I've been reading the archives on vacuum sealing and on the possibility of forcing whey out of the cheese with excessive vacuum pressure. I have a Foodsaver (Vac 1075) with an instant seal button for fragile items, and I'm wondering whether to use that button and when to stop sealing. How you know when to stop? ???
In my experience, very little why is removed from semi-soft and hard cheeses. Of course you can just try it on a chunk and see how it reacts to your cheese. I don't do this until it is ripe, so lopping off a bit shouldn't hurt, I'd think. I have some vacuumed cheese that sat over 3 months with no whey accumulation.

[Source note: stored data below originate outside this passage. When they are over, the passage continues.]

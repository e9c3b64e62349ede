use super::util::{days_in_month, WeekStart, DAYS_IN_WEEK, MAX_ROWS};
use thiserror::Error;
use time::{Date, Month};

#[derive(Clone, Copy, Debug, Eq, Hash, PartialEq)]
pub enum CellKind {
    Blank,
    Day(u8),
}

#[derive(Clone, Copy, Debug, Eq, Hash, PartialEq)]
pub struct GridCell {
    pub kind: CellKind,
    pub row: u8,
    pub col: u8,
    pub is_weekend: bool,
}

impl GridCell {
    pub fn day(&self) -> Option<u8> {
        match self.kind {
            CellKind::Day(d) => Some(d),
            CellKind::Blank => None,
        }
    }
}

/// The cells of one month laid out in week rows.  Leading blanks pad the
/// first row up to the weekday of the 1st; nothing pads the last row.
#[derive(Clone, Debug, Eq, PartialEq)]
pub struct CalendarGrid {
    year: i32,
    month: Month,
    week_start: WeekStart,
    leading_blanks: u8,
    days_in_month: u8,
    cells: Vec<GridCell>,
}

impl CalendarGrid {
    /// Lay out `month` (1-12) of `year`.  Fails if the month is out of range
    /// or the year is beyond what [`time::Date`] can represent.
    pub fn build(year: i32, month: u8, week_start: WeekStart) -> Result<CalendarGrid, InvalidDate> {
        let invalid = |_| InvalidDate { year, month };
        let month = Month::try_from(month).map_err(invalid)?;
        let first = Date::from_calendar_date(year, month, 1).map_err(invalid)?;
        let leading_blanks = week_start.column_of(first.weekday());
        let days_in_month = days_in_month(year, month);
        let cells = (0..leading_blanks + days_in_month)
            .map(|i| {
                let col = i % DAYS_IN_WEEK;
                GridCell {
                    kind: match i.checked_sub(leading_blanks) {
                        Some(d) => CellKind::Day(d + 1),
                        None => CellKind::Blank,
                    },
                    row: i / DAYS_IN_WEEK,
                    col,
                    is_weekend: week_start.is_weekend_column(col),
                }
            })
            .collect::<Vec<_>>();
        debug_assert!(
            cells.len() <= usize::from(MAX_ROWS * DAYS_IN_WEEK),
            "a month should never need more than six rows"
        );
        tracing::trace!(
            year,
            month = u8::from(month),
            %week_start,
            leading_blanks,
            days_in_month,
            "built calendar grid"
        );
        Ok(CalendarGrid {
            year,
            month,
            week_start,
            leading_blanks,
            days_in_month,
            cells,
        })
    }

    pub fn year(&self) -> i32 {
        self.year
    }

    pub fn month(&self) -> Month {
        self.month
    }

    pub fn month_number(&self) -> u8 {
        u8::from(self.month)
    }

    pub fn week_start(&self) -> WeekStart {
        self.week_start
    }

    pub fn leading_blanks(&self) -> u8 {
        self.leading_blanks
    }

    pub fn days_in_month(&self) -> u8 {
        self.days_in_month
    }

    pub fn cells(&self) -> &[GridCell] {
        &self.cells
    }

    /// Number of week rows actually occupied (4 to 6)
    pub fn row_count(&self) -> u8 {
        self.cells.last().map_or(0, |c| c.row + 1)
    }

    pub fn day_cells(&self) -> impl Iterator<Item = &GridCell> + '_ {
        self.cells.iter().filter(|c| c.day().is_some())
    }

    pub fn cell_for_day(&self, day: u8) -> Option<&GridCell> {
        if !(1..=self.days_in_month).contains(&day) {
            return None;
        }
        self.cells
            .get(usize::from(self.leading_blanks) + usize::from(day) - 1)
    }

    /// `YYYY-MM`, as shown in the card title and used in export file names
    pub fn title(&self) -> String {
        format!("{}-{:02}", self.year, self.month_number())
    }
}

#[derive(Clone, Copy, Debug, Eq, Error, PartialEq)]
#[error("invalid calendar month: year {year}, month {month}")]
pub struct InvalidDate {
    pub year: i32,
    pub month: u8,
}

#[cfg(test)]
mod tests {
    use super::*;

    fn all_grids() -> impl Iterator<Item = CalendarGrid> {
        (1890..=2110).flat_map(|year| {
            (1..=12).flat_map(move |month| {
                [WeekStart::Sunday, WeekStart::Monday]
                    .map(|ws| CalendarGrid::build(year, month, ws).unwrap())
            })
        })
    }

    #[test]
    fn test_cell_count() {
        for grid in all_grids() {
            assert_eq!(
                grid.cells().len(),
                usize::from(grid.leading_blanks()) + usize::from(grid.days_in_month()),
                "{}",
                grid.title()
            );
            assert!((28..=31).contains(&grid.days_in_month()));
            assert!(grid.leading_blanks() < 7);
        }
    }

    #[test]
    fn test_coordinates() {
        for grid in all_grids() {
            for (i, cell) in grid.cells().iter().enumerate() {
                assert_eq!(usize::from(cell.row), i / 7);
                assert_eq!(usize::from(cell.col), i % 7);
                assert!(cell.row < MAX_ROWS);
            }
        }
    }

    #[test]
    fn test_days_contiguous() {
        for grid in all_grids() {
            let days = grid.day_cells().filter_map(GridCell::day).collect::<Vec<_>>();
            let expected = (1..=grid.days_in_month()).collect::<Vec<_>>();
            assert_eq!(days, expected, "{}", grid.title());
            assert!(grid.cells()[..usize::from(grid.leading_blanks())]
                .iter()
                .all(|c| c.kind == CellKind::Blank));
        }
    }

    #[test]
    fn test_weekend_flags() {
        for grid in all_grids() {
            let weekend = match grid.week_start() {
                WeekStart::Sunday => [0, 6],
                WeekStart::Monday => [5, 6],
            };
            for cell in grid.cells() {
                assert_eq!(cell.is_weekend, weekend.contains(&cell.col));
            }
        }
    }

    #[test]
    fn test_march_2026() {
        // 2026-03-01 is a Sunday
        let sun = CalendarGrid::build(2026, 3, WeekStart::Sunday).unwrap();
        assert_eq!(sun.leading_blanks(), 0);
        assert_eq!(sun.cells().len(), 31);
        assert_eq!(sun.row_count(), 5);
        let mon = CalendarGrid::build(2026, 3, WeekStart::Monday).unwrap();
        assert_eq!(mon.leading_blanks(), 6);
        assert_eq!(mon.cells().len(), 37);
        assert_eq!(mon.row_count(), 6);
        let first = mon.cell_for_day(1).unwrap();
        assert_eq!((first.row, first.col, first.is_weekend), (0, 6, true));
        let last = mon.cell_for_day(31).unwrap();
        assert_eq!((last.row, last.col, last.is_weekend), (5, 1, false));
    }

    #[test]
    fn test_leap_february() {
        assert_eq!(
            CalendarGrid::build(2000, 2, WeekStart::Sunday).unwrap().days_in_month(),
            29
        );
        assert_eq!(
            CalendarGrid::build(1900, 2, WeekStart::Sunday).unwrap().days_in_month(),
            28
        );
        assert_eq!(
            CalendarGrid::build(2024, 2, WeekStart::Monday).unwrap().days_in_month(),
            29
        );
        assert_eq!(
            CalendarGrid::build(2023, 2, WeekStart::Monday).unwrap().days_in_month(),
            28
        );
    }

    #[test]
    fn test_february_2015_fits_four_rows() {
        // 2015-02-01 is a Sunday and the month has 28 days
        let grid = CalendarGrid::build(2015, 2, WeekStart::Sunday).unwrap();
        assert_eq!(grid.row_count(), 4);
    }

    #[test]
    fn test_idempotent() {
        let a = CalendarGrid::build(2025, 10, WeekStart::Monday).unwrap();
        let b = CalendarGrid::build(2025, 10, WeekStart::Monday).unwrap();
        assert_eq!(a, b);
    }

    #[test]
    fn test_invalid_month() {
        assert_eq!(
            CalendarGrid::build(2025, 0, WeekStart::Sunday),
            Err(InvalidDate {
                year: 2025,
                month: 0
            })
        );
        assert!(CalendarGrid::build(2025, 13, WeekStart::Monday).is_err());
    }

    #[test]
    fn test_year_out_of_range() {
        assert!(CalendarGrid::build(100_000, 1, WeekStart::Sunday).is_err());
    }

    #[test]
    fn test_cell_for_day_bounds() {
        let grid = CalendarGrid::build(2025, 4, WeekStart::Sunday).unwrap();
        assert!(grid.cell_for_day(0).is_none());
        assert!(grid.cell_for_day(31).is_none());
        assert_eq!(grid.cell_for_day(30).and_then(GridCell::day), Some(30));
    }

    #[test]
    fn test_title() {
        let grid = CalendarGrid::build(2026, 3, WeekStart::Sunday).unwrap();
        assert_eq!(grid.title(), "2026-03");
    }
}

Quote from: JoannaCW on October 29, 2010, 08:41:52 PM
I've been reading the archives on vacuum sealing and on the possibility of forcing whey out of the cheese with excessive vacuum pressure. I have a Foodsaver (Vac 1075) with an instant seal button for fragile items, and I'm wondering whether to use that button and when to stop sealing. How you know when to stop? ???
Looks like this thread slipped through the cracks. Sorry there have been so few responses.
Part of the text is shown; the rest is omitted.